Exploratory Data Analysis: Covariation of Two Categorical Variables

Missing Migrants Project

In the past few years, there has been a huge refugee crisis worldwide as migrants leave their home countries in hopes of better lives. They leave their homes for a variety of reasons from natural disasters, poverty, violence and war to being dissatisfied with the state of their country. Unfortunately, not all migrants make it to their destination as many go missing and die along the way.

This led to the Missing Migrants Project which tracks the deaths of migrants, including refugees, who have gone missing along major migration routes worldwide.

Data like this is important because it paints a picture of the conditions and trends of migration routes and further, the risks associated with some of these migration routes. To understand just how dangerous life is for migrants and refugees trying to escape their homes, I want to take a look at the top causes of death among the most common migration routes.

To do so, I will use the Missing Migrants Project data set from Kaggle, which contains data from 2014 through June 2017.

To understand the relation between certain causes of death and the corresponding incident region, we will need to visualize the data in order to see their covariation. But how do we visualize two categorical variables?

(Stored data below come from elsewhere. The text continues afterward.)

//! SurrealDB-backed JobStore and ArtifactRegistry implementation
//!
//! Uses `schema::JobRow`, `schema::ArtifactRow` and `schema::LockRow` for
//! persistence, converting to/from `storage_traits` types at the boundary.

use async_trait::async_trait;
use chrono::{Duration, Utc};
use surrealdb::engine::any::Any;
use surrealdb::Surreal;
use tracing::{debug, info, warn};

use crate::error::StorageError;
use crate::handle::{self, DbConfig};
use crate::metadata::MetadataEntry;
use crate::schema::{ArtifactRow, JobRow, LockRow};
use crate::storage_traits::{
    ArtifactId, ArtifactRegistry, BackupArtifact, BackupJob, BackupKind, JobCompletion, JobFailure,
    JobFilter, JobId, JobStatus, JobStore, StorageResult,
};

/// How long a lock with no job row is honoured before it is cleared.
const ORPHAN_LOCK_GRACE_SECS: i64 = 60;

fn backend(e: surrealdb::Error) -> StorageError {
    StorageError::Backend(e.to_string())
}

/// SurrealDB-backed implementation of [`JobStore`] and [`ArtifactRegistry`].
#[derive(Clone)]
pub struct SurrealBackupStore {
    db: Surreal<Any>,
}

impl SurrealBackupStore {
    /// Create an in-memory instance for testing.
    pub async fn in_memory() -> crate::Result<Self> {
        let db = handle::connect(&DbConfig::in_memory()).await?;
        info!("SurrealBackupStore connected (in-memory)");
        Ok(Self { db })
    }

    /// Connect with explicit settings.
    pub async fn connect(config: &DbConfig) -> crate::Result<Self> {
        let db = handle::connect(config).await?;
        Ok(Self { db })
    }

    /// Connect using [`DbConfig::from_env`].
    pub async fn from_env() -> crate::Result<Self> {
        Self::connect(&DbConfig::from_env()).await
    }

    // -- private helpers -----------------------------------------------------

    /// Fetch a job row by ID, returning the DB row or JobNotFound.
    async fn fetch_job(&self, job_id: &str) -> StorageResult<JobRow> {
        let jid = job_id.to_string();
        let mut res = self
            .db
            .query("SELECT * FROM backup_jobs WHERE job_id = $jid")
            .bind(("jid", jid))
            .await
            .map_err(backend)?;

        let rows: Vec<JobRow> = res.take(0).map_err(backend)?;
        rows.into_iter()
            .next()
            .ok_or_else(|| StorageError::JobNotFound {
                job_id: job_id.to_string(),
            })
    }

    /// Fetch a job and verify it is still in progress.
    async fn fetch_in_progress(&self, job_id: &str) -> StorageResult<BackupJob> {
        let job = BackupJob::try_from(self.fetch_job(job_id).await?)?;
        if job.status != JobStatus::InProgress {
            return Err(not_in_progress(&job));
        }
        Ok(job)
    }

    async fn insert_job(&self, job: &BackupJob) -> StorageResult<()> {
        let _created: Option<JobRow> = self
            .db
            .create("backup_jobs")
            .content(JobRow::from(job))
            .await
            .map_err(backend)?;
        Ok(())
    }

    async fn delete_job(&self, job_id: &JobId) -> StorageResult<()> {
        let jid = job_id.0.clone();
        self.db
            .query("DELETE backup_jobs WHERE job_id = $jid")
            .bind(("jid", jid))
            .await
            .map_err(backend)?
            .check()
            .map_err(backend)?;
        Ok(())
    }

    /// Rewrite only the metadata column, leaving status untouched.
    async fn write_metadata(&self, job: &BackupJob) -> StorageResult<()> {
        let jid = job.job_id.0.clone();
        self.db
            .query("UPDATE backup_jobs SET metadata = $metadata WHERE job_id = $jid")
            .bind(("metadata", job.metadata.to_value()))
            .bind(("jid", jid))
            .await
            .map_err(backend)?
            .check()
            .map_err(backend)?;
        Ok(())
    }

    /// Persist a terminal `job` only if the stored row is still in progress.
    ///
    /// The status check and the write are one statement, so of two racing
    /// transitions exactly one lands.
    async fn commit_transition(&self, job: &BackupJob) -> StorageResult<()> {
        let row = JobRow::from(job);
        let jid = job.job_id.0.clone();
        let mut res = self
            .db
            .query(
                "UPDATE backup_jobs CONTENT $row \
                 WHERE job_id = $jid AND status = 'in_progress' RETURN AFTER",
            )
            .bind(("row", row))
            .bind(("jid", jid))
            .await
            .map_err(backend)?;
        let updated: Vec<JobRow> = res.take(0).map_err(backend)?;
        if updated.is_empty() {
            let current = BackupJob::try_from(self.fetch_job(&job.job_id.0).await?)?;
            return Err(not_in_progress(&current));
        }
        Ok(())
    }

    async fn current_lock(&self, kind: BackupKind) -> StorageResult<Option<LockRow>> {
        let lock: Option<LockRow> = self
            .db
            .select(("backup_locks", kind.as_str()))
            .await
            .map_err(backend)?;
        Ok(lock)
    }

    /// Take `backup_locks:<kind>` for `job`. The job row must already exist.
    async fn acquire_lock(&self, kind: BackupKind, job: &BackupJob) -> StorageResult<()> {
        let lock = LockRow {
            kind: kind.as_str().to_string(),
            job_id: job.job_id.0.clone(),
            acquired_at: Utc::now(),
        };

        // Record ids are unique: CREATE fails when the slot is already held.
        for _ in 0..3 {
            let created: Result<Option<LockRow>, surrealdb::Error> = self
                .db
                .create(("backup_locks", kind.as_str()))
                .content(lock.clone())
                .await;
            let err = match created {
                Ok(_) => return Ok(()),
                Err(err) => err,
            };
            debug!(kind = %kind, error = %err, "backup lock create rejected");
            match self.current_lock(kind).await? {
                // Released between our CREATE and SELECT; try again.
                None => continue,
                Some(existing) => {
                    if !self.clear_stale_lock(&existing).await? {
                        return Err(StorageError::JobInProgress {
                            kind: kind.to_string(),
                            job_id: existing.job_id,
                        });
                    }
                }
            }
        }
        Err(StorageError::Backend(format!(
            "could not acquire {kind} backup lock"
        )))
    }

    /// Release the per-kind slot if `job_id` still holds it.
    async fn release_lock(&self, kind: BackupKind, job_id: &JobId) -> StorageResult<()> {
        let kind_owned = kind.as_str().to_string();
        let jid = job_id.0.clone();
        self.db
            .query("DELETE backup_locks WHERE kind = $kind AND job_id = $jid")
            .bind(("kind", kind_owned))
            .bind(("jid", jid))
            .await
            .map_err(backend)?
            .check()
            .map_err(backend)?;
        Ok(())
    }

    /// Drop a lock whose job is no longer in progress (a writer that died
    /// between its terminal write and the release).
    ///
    /// A lock without a job row is held until it is older than
    /// [`ORPHAN_LOCK_GRACE_SECS`]; job rows are written before locks, so
    /// only a row deleted out of band leaves one behind.
    async fn clear_stale_lock(&self, lock: &LockRow) -> StorageResult<bool> {
        let holder = match self.fetch_job(&lock.job_id).await {
            Ok(row) => Some(BackupJob::try_from(row)?),
            Err(StorageError::JobNotFound { .. }) => None,
            Err(e) => return Err(e),
        };
        let stale = match holder {
            Some(job) => job.status.is_terminal(),
            None => {
                Utc::now() - lock.acquired_at > Duration::seconds(ORPHAN_LOCK_GRACE_SECS)
            }
        };
        if stale {
            warn!(kind = %lock.kind, job_id = %lock.job_id, "clearing stale backup lock");
            let kind: BackupKind = lock.kind.parse().map_err(StorageError::Backend)?;
            self.release_lock(kind, &JobId(lock.job_id.clone())).await?;
        }
        Ok(stale)
    }
}

fn not_in_progress(job: &BackupJob) -> StorageError {
    StorageError::InvalidJobState {
        job_id: job.job_id.0.clone(),
        status: job.status.to_string(),
        expected: JobStatus::InProgress.to_string(),
    }
}

#[async_trait]
impl JobStore for SurrealBackupStore {
    async fn create_exclusive(&self, kind: BackupKind, quick: bool) -> StorageResult<BackupJob> {
        let job = BackupJob::start(kind, quick);
        debug!(job_id = %job.job_id, kind = %kind, "creating backup job");
        self.insert_job(&job).await?;

        if let Err(err) = self.acquire_lock(kind, &job).await {
            if let Err(cleanup) = self.delete_job(&job.job_id).await {
                warn!(job_id = %job.job_id, error = %cleanup, "could not remove refused job row");
            }
            return Err(err);
        }
        Ok(job)
    }

    async fn insert_terminal(&self, job: BackupJob) -> StorageResult<()> {
        if !job.status.is_terminal() {
            return Err(StorageError::InvalidJobState {
                job_id: job.job_id.0.clone(),
                status: job.status.to_string(),
                expected: "success or failed".to_string(),
            });
        }
        self.insert_job(&job).await
    }

    async fn complete(
        &self,
        job_id: &JobId,
        completion: JobCompletion,
    ) -> StorageResult<BackupJob> {
        let mut job = self.fetch_in_progress(&job_id.0).await?;
        job.apply_completion(completion, Utc::now());
        self.commit_transition(&job).await?;
        self.release_lock(job.backup_kind, job_id).await?;
        Ok(job)
    }

    async fn fail(&self, job_id: &JobId, failure: JobFailure) -> StorageResult<BackupJob> {
        let mut job = self.fetch_in_progress(&job_id.0).await?;
        job.apply_failure(failure, Utc::now());
        self.commit_transition(&job).await?;
        self.release_lock(job.backup_kind, job_id).await?;
        Ok(job)
    }

    async fn annotate(&self, job_id: &JobId, entry: MetadataEntry) -> StorageResult<()> {
        let mut job = BackupJob::try_from(self.fetch_job(&job_id.0).await?)?;
        job.metadata.push(entry);
        self.write_metadata(&job).await
    }

    async fn get(&self, job_id: &JobId) -> StorageResult<BackupJob> {
        BackupJob::try_from(self.fetch_job(&job_id.0).await?)
    }

    async fn list(&self, filter: &JobFilter) -> StorageResult<Vec<BackupJob>> {
        let rows: Vec<JobRow> = if let Some(kind) = filter.kind {
            let kind_owned = kind.as_str().to_string();
            let mut res = self
                .db
                .query("SELECT * FROM backup_jobs WHERE backup_kind = $kind ORDER BY started_at DESC")
                .bind(("kind", kind_owned))
                .await
                .map_err(backend)?;
            res.take(0).map_err(backend)?
        } else {
            let mut res = self
                .db
                .query("SELECT * FROM backup_jobs ORDER BY started_at DESC")
                .await
                .map_err(backend)?;
            res.take(0).map_err(backend)?
        };

        let mut jobs = Vec::with_capacity(rows.len());
        for row in rows {
            let job = BackupJob::try_from(row)?;
            if filter.matches(&job) {
                jobs.push(job);
            }
        }
        Ok(jobs)
    }

    async fn find_by_artifact(
        &self,
        artifact_id: &ArtifactId,
    ) -> StorageResult<Option<BackupJob>> {
        let aid = artifact_id.0.clone();
        let mut res = self
            .db
            .query("SELECT * FROM backup_jobs WHERE artifact_id = $aid ORDER BY started_at ASC")
            .bind(("aid", aid))
            .await
            .map_err(backend)?;
        let rows: Vec<JobRow> = res.take(0).map_err(backend)?;
        rows.into_iter().next().map(BackupJob::try_from).transpose()
    }
}

#[async_trait]
impl ArtifactRegistry for SurrealBackupStore {
    async fn register(&self, artifact: BackupArtifact) -> StorageResult<()> {
        let aid = artifact.artifact_id.0.clone();
        let mut res = self
            .db
            .query("SELECT * FROM backup_artifacts WHERE artifact_id = $aid")
            .bind(("aid", aid))
            .await
            .map_err(backend)?;
        let existing: Vec<ArtifactRow> = res.take(0).map_err(backend)?;
        if !existing.is_empty() {
            return Err(StorageError::DuplicateArtifact {
                artifact_id: artifact.artifact_id.0.clone(),
            });
        }

        debug!(artifact_id = %artifact.artifact_id, "registering artifact");
        let _created: Option<ArtifactRow> = self
            .db
            .create("backup_artifacts")
            .content(ArtifactRow::from(&artifact))
            .await
            .map_err(backend)?;
        Ok(())
    }

    async fn unregister(&self, artifact_id: &ArtifactId) -> StorageResult<()> {
        let aid = artifact_id.0.clone();
        let mut res = self
            .db
            .query("DELETE backup_artifacts WHERE artifact_id = $aid RETURN BEFORE")
            .bind(("aid", aid))
            .await
            .map_err(backend)?;
        let removed: Vec<ArtifactRow> = res.take(0).map_err(backend)?;
        if removed.is_empty() {
            return Err(StorageError::ArtifactNotFound {
                artifact_id: artifact_id.0.clone(),
            });
        }
        Ok(())
    }

    async fn get(&self, artifact_id: &ArtifactId) -> StorageResult<BackupArtifact> {
        let aid = artifact_id.0.clone();
        let mut res = self
            .db
            .query("SELECT * FROM backup_artifacts WHERE artifact_id = $aid")
            .bind(("aid", aid))
            .await
            .map_err(backend)?;
        let rows: Vec<ArtifactRow> = res.take(0).map_err(backend)?;
        rows.into_iter()
            .next()
            .ok_or_else(|| StorageError::ArtifactNotFound {
                artifact_id: artifact_id.0.clone(),
            })
            .and_then(BackupArtifact::try_from)
    }

    async fn list(&self, kind: Option<BackupKind>) -> StorageResult<Vec<BackupArtifact>> {
        let rows: Vec<ArtifactRow> = if let Some(kind) = kind {
            let kind_owned = kind.as_str().to_string();
            let mut res = self
                .db
                .query(
                    "SELECT * FROM backup_artifacts WHERE backup_kind = $kind ORDER BY created_at DESC",
                )
                .bind(("kind", kind_owned))
                .await
                .map_err(backend)?;
            res.take(0).map_err(backend)?
        } else {
            let mut res = self
                .db
                .query("SELECT * FROM backup_artifacts ORDER BY created_at DESC")
                .await
                .map_err(backend)?;
            res.take(0).map_err(backend)?
        };

        rows.into_iter().map(BackupArtifact::try_from).collect()
    }
}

The best way to plot two categorical variables in R is with the geom_count() function. Click here for reference code. Now, let’s see what this plot looks like:

In the plot above, we can see the top 10 incident regions plotted on the x-axis against the top 5 causes of death on the y-axis. The size of each circle in the plot displays the count of observations(n) that occurred at each combination of x and y values. Covariation appears the strongest where the count of observations is the highest.

We can clearly see which causes of death can be associated with certain regions along migration routes. It’s not surprising that the Mediterranean had the highest incidences of both drowning and presumed drowning, and was even the reason that the Missing Migrant Project started back in October 2013, when 368 migrants died in two shipwrecks of the coast of an Italian island.

While the U.S./Mexico Border also had several instances of drownings, it is also the region known for having the most unknown skeletal remains.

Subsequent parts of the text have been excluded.